Health Care

Governor’s healthcare commission urges price, quality transparency


Elizabeth Dudek (center), secretary of Florida's Agency for Health Care Administration, chats before a meeting of the Commission on Healthcare and Hospital Funding at Miami Dade College Medical Campus on Thursday, July 23, 2015.
Elizabeth Dudek (center), secretary of Florida's Agency for Health Care Administration, chats before a meeting of the Commission on Healthcare and Hospital Funding at Miami Dade College Medical Campus on Thursday, July 23, 2015. MIAMI HERALD STAFF

Hospital profits have crept up over the past decade, thanks in part to taxpayer support, yet patients continue to struggle to find price and quality information — issues the governor’s healthcare commission vowed to tackle during its meeting in Miami Thursday.

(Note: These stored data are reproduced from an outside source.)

/*!
 * Result aggregation and progress reporting.
 *
 * `OutputBuffer` holds one slot per input line. Slots start out pending and
 * are written exactly once, either by a batch, the fallback resolver or the
 * verification sweep. `ProgressTracker` turns the slot counts into progress
 * updates for the caller.
 */

use log::debug;
use parking_lot::Mutex;
use std::sync::Arc;
use std::time::{Duration, Instant};

use super::lines::SplitDocument;

/// Seconds assumed per round of concurrent batches when estimating
const SECONDS_PER_ROUND: f64 = 1.5;

/// Render a failure marker for a line that could not be translated
pub fn failure_marker(original: &str) -> String {
    format!("[translation failed: {}]", original)
}

/// State of one output line
#[derive(Debug, Clone, PartialEq, Eq)]
pub enum Slot {
    /// Not written yet
    Pending,
    /// The input line was blank and is passed through
    Blank,
    /// Successful translation
    Translated(String),
    /// Translation failed; keeps the original text
    Failed {
        /// Original line text
        original: String,
    },
}

impl Slot {
    /// Text of this slot in the exported report
    pub fn render(&self) -> String {
        match self {
            Slot::Pending | Slot::Blank => String::new(),
            Slot::Translated(text) => text.clone(),
            Slot::Failed { original } => failure_marker(original),
        }
    }

    /// Whether the slot has not been written
    pub fn is_pending(&self) -> bool {
        matches!(self, Slot::Pending)
    }
}

/// Slot tallies
#[derive(Debug, Clone, Copy, Default, PartialEq, Eq)]
pub struct SlotCounts {
    /// Successfully translated lines
    pub translated: usize,
    /// Lines that failed
    pub failed: usize,
    /// Blank pass-through lines
    pub blank: usize,
    /// Lines not written yet
    pub pending: usize,
    /// All slots
    pub total: usize,
}

impl SlotCounts {
    /// Translatable lines that have been written
    pub fn resolved(&self) -> usize {
        self.translated + self.failed
    }

    /// Percentage of written translatable lines that succeeded; 100 when none were written
    pub fn success_rate(&self) -> f64 {
        let resolved = self.resolved();
        if resolved == 0 {
            100.0
        } else {
            self.translated as f64 / resolved as f64 * 100.0
        }
    }
}

/// Fixed-size, index-addressed result buffer
#[derive(Debug)]
pub struct OutputBuffer {
    slots: Mutex<Vec<Slot>>,
}

impl OutputBuffer {
    /// Create a buffer of `len` pending slots
    pub fn new(len: usize) -> Self {
        Self {
            slots: Mutex::new(vec![Slot::Pending; len]),
        }
    }

    /// Create a buffer for a split document, with blank lines already in place
    pub fn from_document(document: &SplitDocument) -> Self {
        let buffer = Self::new(document.total_lines);
        {
            let mut slots = buffer.slots.lock();
            for &index in &document.blank_indices {
                slots[index] = Slot::Blank;
            }
        }
        buffer
    }

    /// Number of slots
    pub fn len(&self) -> usize {
        self.slots.lock().len()
    }

    /// Whether the buffer has no slots
    pub fn is_empty(&self) -> bool {
        self.slots.lock().is_empty()
    }

    /// Write a translation into a pending slot
    ///
    /// Returns `false` and leaves the slot untouched when it is out of range
    /// or already written.
    pub fn set_translated(&self, index: usize, text: impl Into<String>) -> bool {
        self.write(index, Slot::Translated(text.into()))
    }

    /// Write a failure marker into a pending slot
    pub fn set_failed(&self, index: usize, original: impl Into<String>) -> bool {
        self.write(index, Slot::Failed {
            original: original.into(),
        })
    }

    fn write(&self, index: usize, slot: Slot) -> bool {
        let mut slots = self.slots.lock();
        match slots.get_mut(index) {
            Some(current) if current.is_pending() => {
                *current = slot;
                true
            }
            Some(current) => {
                debug!("Slot {} already holds {:?}; ignoring second write", index, current);
                false
            }
            None => false,
        }
    }

    /// Copy of one slot
    pub fn slot(&self, index: usize) -> Option<Slot> {
        self.slots.lock().get(index).cloned()
    }

    /// Indices of slots still pending, ascending
    pub fn pending_indices(&self) -> Vec<usize> {
        self.slots
            .lock()
            .iter()
            .enumerate()
            .filter(|(_, slot)| slot.is_pending())
            .map(|(index, _)| index)
            .collect()
    }

    /// Current tallies
    pub fn counts(&self) -> SlotCounts {
        let slots = self.slots.lock();
        let mut counts = SlotCounts {
            total: slots.len(),
            ..SlotCounts::default()
        };
        for slot in slots.iter() {
            match slot {
                Slot::Pending => counts.pending += 1,
                Slot::Blank => counts.blank += 1,
                Slot::Translated(_) => counts.translated += 1,
                Slot::Failed { .. } => counts.failed += 1,
            }
        }
        counts
    }

    /// Rendered lines in original order
    pub fn render_lines(&self) -> Vec<String> {
        self.slots.lock().iter().map(Slot::render).collect()
    }
}

/// One progress notification
#[derive(Debug, Clone, PartialEq)]
pub struct ProgressUpdate {
    /// Translatable lines written so far, failures included
    pub lines_translated: usize,
    /// Translatable lines in the job
    pub total_lines: usize,
    /// Completion percentage, 0 to 100
    pub percentage: u8,
    /// Human-readable status
    pub status_message: String,
    /// Time since the job started
    pub elapsed: Duration,
    /// Projected time to completion, once anything has been written
    pub estimated_remaining: Option<Duration>,
    /// Percentage of written lines that succeeded
    pub success_rate: f64,
}

/// Progress callback type
pub type ProgressCallback = Arc<dyn Fn(&ProgressUpdate) + Send + Sync>;

/// Builds progress updates and forwards them to an optional callback
pub struct ProgressTracker {
    callback: Option<ProgressCallback>,
    started: Instant,
    total_lines: usize,
}

impl ProgressTracker {
    /// Create a tracker for `total_lines` translatable lines, starting the clock now
    pub fn new(callback: Option<ProgressCallback>, total_lines: usize) -> Self {
        Self {
            callback,
            started: Instant::now(),
            total_lines,
        }
    }

    /// Time since the tracker was created
    pub fn elapsed(&self) -> Duration {
        self.started.elapsed()
    }

    /// Build an update from slot counts
    pub fn snapshot(&self, counts: &SlotCounts, status: impl Into<String>) -> ProgressUpdate {
        let resolved = counts.resolved().min(self.total_lines);
        let elapsed = self.elapsed();
        let percentage = if self.total_lines == 0 {
            100
        } else {
            ((resolved as f64 / self.total_lines as f64) * 100.0).round() as u8
        };
        let estimated_remaining = (resolved > 0).then(|| {
            let per_line = elapsed.as_secs_f64() / resolved as f64;
            Duration::from_secs_f64(per_line * (self.total_lines - resolved) as f64)
        });

        ProgressUpdate {
            lines_translated: resolved,
            total_lines: self.total_lines,
            percentage,
            status_message: status.into(),
            elapsed,
            estimated_remaining,
            success_rate: counts.success_rate(),
        }
    }

    /// Emit an update for the current buffer state
    pub fn report(&self, buffer: &OutputBuffer, status: impl Into<String>) -> ProgressUpdate {
        let update = self.snapshot(&buffer.counts(), status);
        if let Some(callback) = &self.callback {
            callback(&update);
        }
        update
    }

    /// Emit a progress update with the standard status line
    pub fn report_progress(&self, buffer: &OutputBuffer) -> ProgressUpdate {
        let counts = buffer.counts();
        let resolved = counts.resolved().min(self.total_lines);
        let provisional = self.snapshot(&counts, String::new());
        let status = match provisional.estimated_remaining {
            Some(remaining) if resolved < self.total_lines => format!(
                "Translated {}/{} lines, success rate {:.1}%, about {} remaining",
                resolved,
                self.total_lines,
                provisional.success_rate,
                format_time(remaining.as_secs_f64())
            ),
            _ => format!("Translated {}/{} lines, success rate {:.1}%", resolved, self.total_lines, provisional.success_rate),
        };
        self.report(buffer, status)
    }
}

/// Format a number of seconds as seconds, minutes or hours
///
/// Below a minute shows whole seconds; minutes and hours are rounded up.
pub fn format_time(seconds: f64) -> String {
    let seconds = seconds.max(0.0);
    if seconds < 60.0 {
        format!("{}s", seconds.round() as u64)
    } else if seconds < 3600.0 {
        format!("{}min", (seconds / 60.0).ceil() as u64)
    } else {
        format!("{}h", (seconds / 3600.0).ceil() as u64)
    }
}

/// Rough duration of a job before it starts
///
/// `ceil(ceil(lines / batch_size) / max_concurrent)` rounds of 1.5 seconds.
pub fn estimate_duration(translatable_lines: usize, batch_size: usize, max_concurrent: usize) -> Duration {
    let batches = translatable_lines.div_ceil(batch_size.max(1));
    let rounds = batches.div_ceil(max_concurrent.max(1));
    Duration::from_secs_f64(rounds as f64 * SECONDS_PER_ROUND)
}
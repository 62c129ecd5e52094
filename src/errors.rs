/*!
 * Error types for the linewise application.
 *
 * This module contains custom error types for different parts of the application,
 * using the thiserror crate for ergonomic error definitions.
 */

use thiserror::Error;

/// Errors that can occur when talking to a chat-completion endpoint
#[derive(Error, Debug, Clone, PartialEq)]
pub enum ProviderError {
    /// Error when parsing an API response fails, or the response lacks the expected shape
    #[error("Failed to parse API response: {0}")]
    ParseError(String),

    /// Error returned by the API itself
    #[error("API responded with error: {status_code} - {message}")]
    ApiError {
        /// HTTP status code
        status_code: u16,
        /// Error message from the API
        message: String,
    },

    /// Error establishing or maintaining a connection
    #[error("Connection error: {0}")]
    ConnectionError(String),

    /// HTTP 429 or a rate-limit flavored error body
    #[error("Rate limit exceeded: {0}")]
    RateLimitExceeded(String),

    /// HTTP 400 complaining about the token budget of the request
    #[error("Token limit exceeded: {0}")]
    TokenLimitExceeded(String),

    /// The request was aborted through the job cancellation token
    #[error("Request cancelled")]
    Cancelled,
}

impl ProviderError {
    /// Build an error from a non-2xx response, classifying rate and token limits
    pub fn from_status(status_code: u16, message: impl Into<String>) -> Self {
        let message = message.into();
        let lowered = message.to_lowercase();

        if status_code == 429 || lowered.contains("rate limit") {
            Self::RateLimitExceeded(message)
        } else if status_code == 400 && lowered.contains("token") {
            Self::TokenLimitExceeded(message)
        } else {
            Self::ApiError { status_code, message }
        }
    }

    /// Human readable message without the variant prefix
    pub fn message(&self) -> String {
        match self {
            Self::ParseError(m)
            | Self::ConnectionError(m)
            | Self::RateLimitExceeded(m)
            | Self::TokenLimitExceeded(m) => m.clone(),
            Self::ApiError { message, .. } => message.clone(),
            Self::Cancelled => "cancelled".to_string(),
        }
    }
}

/// Errors that can occur during a file translation job
#[derive(Error, Debug, Clone, PartialEq)]
pub enum TranslationError {
    /// The input has no translatable content
    #[error("No translatable content: {0}")]
    EmptyInput(String),

    /// The job was cancelled cooperatively
    #[error("Translation cancelled")]
    Cancelled,

    /// The endpoint is rate limiting us
    #[error("Rate limited: {0}")]
    RateLimited(String),

    /// The endpoint answered with an unexpected shape
    #[error("Malformed response: {0}")]
    MalformedResponse(String),

    /// Transport level failure or unexpected HTTP status
    #[error("Network error: {0}")]
    Network(String),

    /// A unit of work failed after all retries
    #[error("Translation failed after {attempts} attempts: {message}")]
    TranslationFailed {
        /// Attempts made before giving up
        attempts: u32,
        /// Last underlying error message
        message: String,
    },

    /// Result accounting does not add up; this is a pipeline defect
    #[error("Progress invariant violated: expected {expected} lines, accounted for {actual}")]
    ProgressInvariant {
        /// Lines in the input
        expected: usize,
        /// Lines accounted for in the output buffer
        actual: usize,
    },

    /// The input file could not be read
    #[error("Failed to read file: {0}")]
    FileRead(String),

    /// The report could not be exported
    #[error("Failed to export report: {0}")]
    Export(String),

    /// The configuration is unusable for a job
    #[error("Invalid configuration: {0}")]
    Config(String),
}

impl TranslationError {
    /// Whether this error ends the job as a failure rather than being contained
    pub fn is_fatal(&self) -> bool {
        matches!(
            self,
            Self::EmptyInput(_)
                | Self::ProgressInvariant { .. }
                | Self::FileRead(_)
                | Self::Export(_)
                | Self::Config(_)
        )
    }
}

impl From<ProviderError> for TranslationError {
    fn from(error: ProviderError) -> Self {
        match error {
            ProviderError::Cancelled => Self::Cancelled,
            ProviderError::RateLimitExceeded(m) => Self::RateLimited(m),
            ProviderError::ParseError(m) => Self::MalformedResponse(m),
            ProviderError::ConnectionError(m) | ProviderError::TokenLimitExceeded(m) => Self::Network(m),
            ProviderError::ApiError { status_code, message } => {
                Self::Network(format!("HTTP {}: {}", status_code, message))
            }
        }
    }
}

/// Main application error type that wraps all other errors
#[derive(Error, Debug)]
pub enum AppError {
    /// Error from a file operation
    #[error("File error: {0}")]
    File(String),

    /// Error from a provider
    #[error("Provider error: {0}")]
    Provider(#[from] ProviderError),

    /// Error from translation
    #[error("Translation error: {0}")]
    Translation(#[from] TranslationError),

    /// Any other error
    #[error("Unknown error: {0}")]
    Unknown(String),
}

// Utility functions for error conversion
impl From<anyhow::Error> for AppError {
    fn from(error: anyhow::Error) -> Self {
        Self::Unknown(error.to_string())
    }
}

impl From<std::io::Error> for AppError {
    fn from(error: std::io::Error) -> Self {
        Self::File(error.to_string())
    }
}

“We’ve got to make the costs for procedures available to consumers,” said Carlos Beruff, president of a home building company and chairman of the Commission on Healthcare and Hospital Funding created by Florida Gov. Rick Scott. “But that needs to be in conjunction with quality.”

Created to cast light on the finances of Florida hospitals and their use of tax dollars, the commission — meeting at Miami Dade College Medical Campus — focused much of its discussion on transparency as a way to empower consumers and lower healthcare costs.

Commission members also reviewed the early performance of Florida’s switch to managed care for more than 3 million residents on Medicaid, the public health insurance program for low-income people.

But first came presentations from Carlos Migoya, chief executive of Jackson Health System, Miami-Dade’s public hospital network, and from Steven Sonenreich, CEO of Mount Sinai Medical Center in Miami Beach, a nonprofit.

Migoya reported that Jackson, which expects to receive nearly $400 million in Miami-Dade taxpayer support this year, provides more free and charitable care than it can pay for with public funding alone — by a gap of about $140 million in 2013.

Despite caring for patients that are more seriously ill than those at 22 other hospitals in Miami, Jackson keeps its daily cost per patient stay, adjusted for severity of illness, at a relatively low $1,590, according to figures presented at the meeting.

Sonenreich focused his discussion on transparency, noting that Mount Sinai had a profit margin of about 11 percent in 2013 while being the “lowest cost, by far, full-service hospital in Miami-Dade County.’’

Alluding to large hospital systems that leverage market dominance to extract higher rates from insurers, Sonenreich said, “Consolidation and lack of transparency has driven up prices and the cost of healthcare’’ in Miami. He noted that Mount Sinai’s daily cost per adjusted patient stay was among the lowest of local hospitals at $1,217.

The cost of hospital services — particularly rates paid by the HMOs managing Florida’s Medicaid patients — are a concern for state healthcare officials, including Liz Dudek, head of the Agency for Health Care Administration.

Dudek has said insurers may be paying more than allowed under law for hospital services, driving financial losses for the health plans and leading them to demand pay raises from the state. She has asked all Medicaid HMOs and hospitals to certify by Aug. 1 that their contracts meet requirements.

David Pollack, regional vice president for Molina Healthcare, one of 10 private insurers managing Medicaid patients in Miami-Dade, said the company has enrolled about 170,000 beneficiaries and has targeted a profit margin of 2 percent.

Pollack, citing an actuarial study of Medicaid managed care in Texas, noted that the bulk of savings do not occur until the third year because it takes time to educate consumers and coordinate care.

Molina is among the insurers asking the state for a 12 percent rate increase next year. Florida has countered with a 6.4 percent average increase statewide.

“We are struggling financially,” Pollack said.

But Molina recently agreed to acquire the Medicaid business of Preferred Medical Plan, which manages about 25,000 patients in Miami-Dade and Monroe counties.

The commission will continue meeting through September.